::: INPUT :::

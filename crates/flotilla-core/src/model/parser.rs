//! YAML boundary parser and normalizer for deployment descriptors.
//!
//! Accepts any supported schema generation (majors 1 through 3) and produces
//! the one generalized [`DeploymentDescriptor`] model. Unknown keys are
//! tolerated for forward compatibility; structural rules (unique names, a
//! non-empty MTA id, a parseable version) are enforced after parsing.

use std::collections::BTreeSet;
use std::path::Path;

use anyhow::Context;
use semver::Version;
use serde::Deserialize;

use crate::error::ContentError;
use crate::model::descriptor::{
    DeploymentDescriptor, Module, Properties, ProvidedDependency, RequiredDependency, Resource,
    SchemaVersion,
};

#[derive(Debug, Deserialize)]
struct RawDescriptor {
    #[serde(rename = "_schema-version")]
    schema_version: serde_yaml::Value,
    #[serde(rename = "ID")]
    id: String,
    version: Option<String>,
    #[serde(default)]
    parameters: Properties,
    #[serde(default)]
    modules: Vec<RawModule>,
    #[serde(default)]
    resources: Vec<RawResource>,
}

#[derive(Debug, Deserialize)]
struct RawModule {
    name: String,
    #[serde(rename = "type")]
    module_type: Option<String>,
    #[serde(default)]
    parameters: Properties,
    #[serde(default)]
    properties: Properties,
    #[serde(default)]
    provides: Vec<RawProvided>,
    #[serde(default)]
    requires: Vec<RawRequired>,
}

#[derive(Debug, Deserialize)]
struct RawProvided {
    name: String,
    #[serde(default)]
    public: bool,
    #[serde(default)]
    properties: Properties,
}

#[derive(Debug, Deserialize)]
struct RawRequired {
    name: String,
    group: Option<String>,
    list: Option<String>,
    #[serde(default)]
    parameters: Properties,
    #[serde(default)]
    properties: Properties,
}

#[derive(Debug, Deserialize)]
struct RawResource {
    name: String,
    #[serde(rename = "type")]
    resource_type: Option<String>,
    #[serde(default)]
    parameters: Properties,
    #[serde(default)]
    properties: Properties,
    #[serde(default)]
    requires: Vec<RawRequired>,
    #[serde(default)]
    optional: bool,
    #[serde(default = "default_true")]
    active: bool,
}

fn default_true() -> bool {
    true
}

/// Parse descriptor YAML text into the generalized model.
pub fn parse_str(text: &str) -> Result<DeploymentDescriptor, ContentError> {
    let raw: RawDescriptor = serde_yaml::from_str(text)
        .map_err(|err| ContentError::MalformedDescriptor(err.to_string()))?;
    normalize(raw)
}

/// Read and parse a descriptor file.
pub fn parse_path(path: &Path) -> anyhow::Result<DeploymentDescriptor> {
    let text = std::fs::read_to_string(path)
        .with_context(|| format!("failed to read descriptor file {}", path.display()))?;
    Ok(parse_str(&text)?)
}

fn normalize(raw: RawDescriptor) -> Result<DeploymentDescriptor, ContentError> {
    let schema_version = parse_schema_version(&raw.schema_version)?;
    if raw.id.trim().is_empty() {
        return Err(ContentError::MissingMtaId);
    }
    let version = raw.version.as_deref().map(parse_mta_version).transpose()?;

    let descriptor = DeploymentDescriptor {
        schema_version,
        id: raw.id,
        version,
        parameters: raw.parameters,
        modules: raw.modules.into_iter().map(module_from_raw).collect(),
        resources: raw.resources.into_iter().map(resource_from_raw).collect(),
    };
    validate_names(&descriptor)?;
    Ok(descriptor)
}

fn parse_schema_version(raw: &serde_yaml::Value) -> Result<SchemaVersion, ContentError> {
    let text = match raw {
        serde_yaml::Value::String(text) => text.clone(),
        serde_yaml::Value::Number(number) => number.to_string(),
        other => {
            return Err(ContentError::UnsupportedSchemaVersion {
                version: format!("{other:?}"),
            });
        }
    };
    let version =
        SchemaVersion::parse(&text).ok_or_else(|| ContentError::UnsupportedSchemaVersion {
            version: text.clone(),
        })?;
    if !version.is_supported() {
        return Err(ContentError::UnsupportedSchemaVersion { version: text });
    }
    Ok(version)
}

/// MTA versions may omit minor/patch segments; pad them to a full semver.
fn parse_mta_version(raw: &str) -> Result<Version, ContentError> {
    let trimmed = raw.trim();
    let segments = trimmed.split('.').count();
    let padded = match segments {
        1 => format!("{trimmed}.0.0"),
        2 => format!("{trimmed}.0"),
        _ => trimmed.to_string(),
    };
    Version::parse(&padded).map_err(|_| ContentError::InvalidMtaVersion {
        value: raw.to_string(),
    })
}

fn module_from_raw(raw: RawModule) -> Module {
    Module {
        name: raw.name,
        module_type: raw.module_type,
        parameters: raw.parameters,
        properties: raw.properties,
        provided: raw.provides.into_iter().map(provided_from_raw).collect(),
        required: raw.requires.into_iter().map(required_from_raw).collect(),
    }
}

fn provided_from_raw(raw: RawProvided) -> ProvidedDependency {
    ProvidedDependency {
        name: raw.name,
        public: raw.public,
        properties: raw.properties,
    }
}

fn required_from_raw(raw: RawRequired) -> RequiredDependency {
    RequiredDependency {
        name: raw.name,
        group: raw.group,
        list: raw.list,
        parameters: raw.parameters,
        properties: raw.properties,
    }
}

fn resource_from_raw(raw: RawResource) -> Resource {
    Resource {
        name: raw.name,
        resource_type: raw.resource_type,
        parameters: raw.parameters,
        properties: raw.properties,
        required: raw.requires.into_iter().map(required_from_raw).collect(),
        optional: raw.optional,
        active: raw.active,
    }
}

/// Modules, resources, and provided dependencies each need unique names;
/// provided dependencies and resources share one referenceable namespace.
fn validate_names(descriptor: &DeploymentDescriptor) -> Result<(), ContentError> {
    let mut module_names = BTreeSet::new();
    for module in &descriptor.modules {
        if !module_names.insert(module.name.as_str()) {
            return Err(ContentError::DuplicateName {
                kind: "module",
                name: module.name.clone(),
            });
        }
    }

    let mut referenceable = BTreeSet::new();
    for resource in &descriptor.resources {
        if !referenceable.insert(resource.name.as_str()) {
            return Err(ContentError::DuplicateName {
                kind: "resource",
                name: resource.name.clone(),
            });
        }
    }
    for module in &descriptor.modules {
        for provided in &module.provided {
            if !referenceable.insert(provided.name.as_str()) {
                return Err(ContentError::DuplicateName {
                    kind: "provided dependency",
                    name: provided.name.clone(),
                });
            }
        }
    }
    Ok(())
}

:::

Each record above has to be set down again, exactly and completely.

filename crates/flotilla-core/src/model/parser.rs
//! YAML boundary parser and normalizer for deployment descriptors.
//!
//! Accepts any supported schema generation (majors 1 through 3) and produces
//! the one generalized [`DeploymentDescriptor`] model. Unknown keys are
//! tolerated for forward compatibility; structural rules (unique names, a
//! non-empty MTA id, a parseable version) are enforced after parsing.

use std::collections::BTreeSet;
use std::path::Path;

use anyhow::Context;
use semver::Version;
use serde::Deserialize;

use crate::error::ContentError;
use crate::model::descriptor::{
    DeploymentDescriptor, Module, Properties, ProvidedDependency, RequiredDependency, Resource,
    SchemaVersion,
};

#[derive(Debug, Deserialize)]
struct RawDescriptor {
    #[serde(rename = "_schema-version")]
    schema_version: serde_yaml::Value,
    #[serde(rename = "ID")]
    id: String,
    version: Option<String>,
    #[serde(default)]
    parameters: Properties,
    #[serde(default)]
    modules: Vec<RawModule>,
    #[serde(default)]
    resources: Vec<RawResource>,
}

#[derive(Debug, Deserialize)]
struct RawModule {
    name: String,
    #[serde(rename = "type")]
    module_type: Option<String>,
    #[serde(default)]
    parameters: Properties,
    #[serde(default)]
    properties: Properties,
    #[serde(default)]
    provides: Vec<RawProvided>,
    #[serde(default)]
    requires: Vec<RawRequired>,
}

#[derive(Debug, Deserialize)]
struct RawProvided {
    name: String,
    #[serde(default)]
    public: bool,
    #[serde(default)]
    properties: Properties,
}

#[derive(Debug, Deserialize)]
struct RawRequired {
    name: String,
    group: Option<String>,
    list: Option<String>,
    #[serde(default)]
    parameters: Properties,
    #[serde(default)]
    properties: Properties,
}

#[derive(Debug, Deserialize)]
struct RawResource {
    name: String,
    #[serde(rename = "type")]
    resource_type: Option<String>,
    #[serde(default)]
    parameters: Properties,
    #[serde(default)]
    properties: Properties,
    #[serde(default)]
    requires: Vec<RawRequired>,
    #[serde(default)]
    optional: bool,
    #[serde(default = "default_true")]
    active: bool,
}

fn default_true() -> bool {
    true
}

/// Parse descriptor YAML text into the generalized model.
pub fn parse_str(text: &str) -> Result<DeploymentDescriptor, ContentError> {
    let raw: RawDescriptor = serde_yaml::from_str(text)
        .map_err(|err| ContentError::MalformedDescriptor(err.to_string()))?;
    normalize(raw)
}

/// Read and parse a descriptor file.
pub fn parse_path(path: &Path) -> anyhow::Result<DeploymentDescriptor> {
    let text = std::fs::read_to_string(path)
        .with_context(|| format!("failed to read descriptor file {}", path.display()))?;
    Ok(parse_str(&text)?)
}

fn normalize(raw: RawDescriptor) -> Result<DeploymentDescriptor, ContentError> {
    let schema_version = parse_schema_version(&raw.schema_version)?;
    if raw.id.trim().is_empty() {
        return Err(ContentError::MissingMtaId);
    }
    let version = raw.version.as_deref().map(parse_mta_version).transpose()?;

    let descriptor = DeploymentDescriptor {
        schema_version,
        id: raw.id,
        version,
        parameters: raw.parameters,
        modules: raw.modules.into_iter().map(module_from_raw).collect(),
        resources: raw.resources.into_iter().map(resource_from_raw).collect(),
    };
    validate_names(&descriptor)?;
    Ok(descriptor)
}

fn parse_schema_version(raw: &serde_yaml::Value) -> Result<SchemaVersion, ContentError> {
    let text = match raw {
        serde_yaml::Value::String(text) => text.clone(),
        serde_yaml::Value::Number(number) => number.to_string(),
        other => {
            return Err(ContentError::UnsupportedSchemaVersion {
                version: format!("{other:?}"),
            });
        }
    };
    let version =
        SchemaVersion::parse(&text).ok_or_else(|| ContentError::UnsupportedSchemaVersion {
            version: text.clone(),
        })?;
    if !version.is_supported() {
        return Err(ContentError::UnsupportedSchemaVersion { version: text });
    }
    Ok(version)
}

/// MTA versions may omit minor/patch segments; pad them to a full semver.
fn parse_mta_version(raw: &str) -> Result<Version, ContentError> {
    let trimmed = raw.trim();
    let segments = trimmed.split('.').count();
    let padded = match segments {
        1 => format!("{trimmed}.0.0"),
        2 => format!("{trimmed}.0"),
        _ => trimmed.to_string(),
    };
    Version::parse(&padded).map_err(|_| ContentError::InvalidMtaVersion {
        value: raw.to_string(),
    })
}

fn module_from_raw(raw: RawModule) -> Module {
    Module {
        name: raw.name,
        module_type: raw.module_type,
        parameters: raw.parameters,
        properties: raw.properties,
        provided: raw.provides.into_iter().map(provided_from_raw).collect(),
        required: raw.requires.into_iter().map(required_from_raw).collect(),
    }
}

fn provided_from_raw(raw: RawProvided) -> ProvidedDependency {
    ProvidedDependency {
        name: raw.name,
        public: raw.public,
        properties: raw.properties,
    }
}

fn required_from_raw(raw: RawRequired) -> RequiredDependency {
    RequiredDependency {
        name: raw.name,
        group: raw.group,
        list: raw.list,
        parameters: raw.parameters,
        properties: raw.properties,
    }
}

fn resource_from_raw(raw: RawResource) -> Resource {
    Resource {
        name: raw.name,
        resource_type: raw.resource_type,
        parameters: raw.parameters,
        properties: raw.properties,
        required: raw.requires.into_iter().map(required_from_raw).collect(),
        optional: raw.optional,
        active: raw.active,
    }
}

/// Modules, resources, and provided dependencies each need unique names;
/// provided dependencies and resources share one referenceable namespace.
fn validate_names(descriptor: &DeploymentDescriptor) -> Result<(), ContentError> {
    let mut module_names = BTreeSet::new();
    for module in &descriptor.modules {
        if !module_names.insert(module.name.as_str()) {
            return Err(ContentError::DuplicateName {
                kind: "module",
                name: module.name.clone(),
            });
        }
    }

    let mut referenceable = BTreeSet::new();
    for resource in &descriptor.resources {
        if !referenceable.insert(resource.name.as_str()) {
            return Err(ContentError::DuplicateName {
                kind: "resource",
                name: resource.name.clone(),
            });
        }
    }
    for module in &descriptor.modules {
        for provided in &module.provided {
            if !referenceable.insert(provided.name.as_str()) {
                return Err(ContentError::DuplicateName {
                    kind: "provided dependency",
                    name: provided.name.clone(),
                });
            }
        }
    }
    Ok(())
}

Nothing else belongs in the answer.